*EXERCISE DETAILS*.
Reproduce the records exactly.

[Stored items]
────────────────────────────────────────
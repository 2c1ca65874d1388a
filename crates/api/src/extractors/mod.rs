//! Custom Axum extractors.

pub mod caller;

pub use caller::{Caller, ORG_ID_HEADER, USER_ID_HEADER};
────────────────────────────────────────
*ANSWER BOX*.
repository 2c1ca65874d1388a
filename crates/api/src/extractors/mod.rs
//! Custom Axum extractors.

pub mod caller;

pub use caller::{Caller, ORG_ID_HEADER, USER_ID_HEADER};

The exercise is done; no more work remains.